Keeping it Real
by Stephen Maine
Essay to accompany the solo exhibition Oblique Forms: Spray Paint Paintings, Photographs, The Hybrid Indexical Adventure Series at Abaton Garage, September 9 – October 31, 2007
A painting is a fiction—a conglomeration of materials, thought, and time. It is also an assertion about what really matters to the painter, about what in his or her imagination of the wider world is worth attending to in optical and material terms. And it is an attempt to restate on a human scale the daunting complexity of existence without diminishing any sense of its exhilarating, sloppy contradictoriness.
A big problem for abstract painting is how, absent of narrative or iconological referent, to ground the work in the present, and not float above or away from the viewer’s experience of the here-and-now. Because it does not depict elements of the visual world (other than itself), abstract painting is sometimes castigated for being remote from it, disconnected from the phenomena we routinely navigate.
But just as there are archetypal forms in nature that give meaning to representation, there exists an archetypal formlessness as well. Such entropy expresses itself everywhere in the interstices, among the rigid structures of the urban matrix. Cora Cohen is determinedly alert to the unexpected beauty of this kind of breakdown, these system malfunctions, whether in the accumulated debris of a disused subway platform, the neon streaks of a polluted sunset, or the ashes of life in New York City drifting on the Hudson River.
A photograph is a fiction, too. Cohen’s photographs of the streets of Manhattan and Berlin engage the textures and tonalities of neglected spaces within the metropolis. They provide the evidence that, though the paintings suggest spaces of oceanic vastness, they are anchored to the world of appearances. The photos—snapshots by an artist who seeks out the unfiltered—are field notes, specimens, raw data. They often show features of the public domain refit to private ends, which is precisely analogous to Cohen’s studio procedure.

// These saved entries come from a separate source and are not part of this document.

use std::io;
use std::path::PathBuf;
use thiserror::Error;

/// Recoverable failures of a single command line.
///
/// None of these end the session: the interpreter reports them and moves on
/// to the next line. Startup failures are plain [`anyhow::Error`]s instead.
#[derive(Debug, Error)]
pub enum ShellError {
    /// The first word of the line is an operator.
    #[error("invalid command: '{0}' cannot start a command")]
    InvalidCommand(String),

    /// A redirection operator is the last word of the line.
    #[error("no file specified after '{0}'")]
    MissingRedirectTarget(&'static str),

    #[error("cannot redirect input from '{}': {source}", path.display())]
    InputRedirect {
        path: PathBuf,
        #[source]
        source: io::Error,
    },

    #[error("cannot redirect output to '{}': {source}", path.display())]
    OutputRedirect {
        path: PathBuf,
        #[source]
        source: io::Error,
    },

    /// Output redirection was requested but the command produced no buffer.
    #[error("nothing captured to write to '{}'", .0.display())]
    NothingCaptured(PathBuf),

    #[error("{0}: program not found")]
    ProgramNotFound(String),

    #[error("{0}: not executable")]
    NotExecutable(String),

    #[error("failed to launch {name}: {source}")]
    Spawn {
        name: String,
        #[source]
        source: io::Error,
    },

    /// A built-in command failed; carries its context chain.
    #[error(transparent)]
    Builtin(#[from] anyhow::Error),

    #[error(transparent)]
    Io(#[from] io::Error),
}
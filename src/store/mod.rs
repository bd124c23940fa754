use std::fmt;
use std::str::FromStr;

use time::Date;

use crate::domain::task::{Task, TaskPatch};
use crate::error::TaskError;

pub mod file;
pub mod memory;

/// The store's public operation surface. All indices are 0-based positions
/// in the current order; a delete shifts later positions down, so callers
/// must not cache indices across one.
pub trait TaskStore {
    fn list(&self) -> &[Task];
    fn add(&mut self, task: Task) -> Result<(), TaskError>;
    fn update(&mut self, index: usize, patch: TaskPatch) -> Result<Task, TaskError>;
    fn delete(&mut self, index: usize) -> Result<Task, TaskError>;
    fn mark_complete(&mut self, index: usize) -> Result<Task, TaskError>;
    fn sort(&mut self, by: SortKey) -> Result<(), TaskError>;
}

#[derive(Debug, Clone, Copy, PartialEq, Eq)]
pub enum SortKey {
    Priority,
    DueDate,
    CreationDate,
}

impl FromStr for SortKey {
    type Err = TaskError;

    fn from_str(s: &str) -> Result<Self, Self::Err> {
        match s {
            "priority" => Ok(Self::Priority),
            "due_date" => Ok(Self::DueDate),
            "creation_date" => Ok(Self::CreationDate),
            other => Err(TaskError::UnknownSortKey(other.to_string())),
        }
    }
}

impl fmt::Display for SortKey {
    fn fmt(&self, f: &mut fmt::Formatter<'_>) -> fmt::Result {
        f.write_str(match self {
            Self::Priority => "priority",
            Self::DueDate => "due_date",
            Self::CreationDate => "creation_date",
        })
    }
}

// sort_by_key is stable, so ties keep their existing relative order.
pub(crate) fn sort_tasks(tasks: &mut [Task], by: SortKey) {
    match by {
        SortKey::Priority => tasks.sort_by_key(|t| t.priority),
        // Tasks without a due date sort after every dated task.
        SortKey::DueDate => tasks.sort_by_key(|t| t.due.unwrap_or(Date::MAX)),
        SortKey::CreationDate => tasks.sort_by_key(|t| t.created_at),
    }
}

pub(crate) fn check_index(index: usize, len: usize) -> Result<(), TaskError> {
    if index >= len {
        return Err(TaskError::IndexOutOfBounds { index, len });
    }
    Ok(())
}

The Spray Paint Paintings (acrylic, oil, spray paint on linen), in particular, are tethered to the quotidian by the use of spray enamel in colors such as fluorescent orange and aluminum, evoking not graffiti so much as the utilitarian marking of construction workers and maintenance crews. The graffitist’s spray paint awaits the inevitable solvent or whitewash that will erase it; the maintenance worker’s spray paint is shorthand for where and how deep to dig.
Cohen is in closer contact with her pictorial forebears in the Hybrid Indexical Adventure Series (acrylic, pencil, colored pencil on synthetic paper). Ryder, Hartley, and Dove were keyed to the world as much by their robust grasp of materials and structure as by iconography. Describing her affinity for the early American Modernists, the artist cites that shift in the viewer’s awareness “from the first thing you see, to what the whole thing becomes.” In their unremitting materiality, Cohen’s surfaces ensure that such a process of visual decoding unfolds perpetually. Through a medium hardwired to extract form from inchoate materials, she channels dissolution, unraveling, and decay, in the process mirroring this lovely, concrete, curdled world.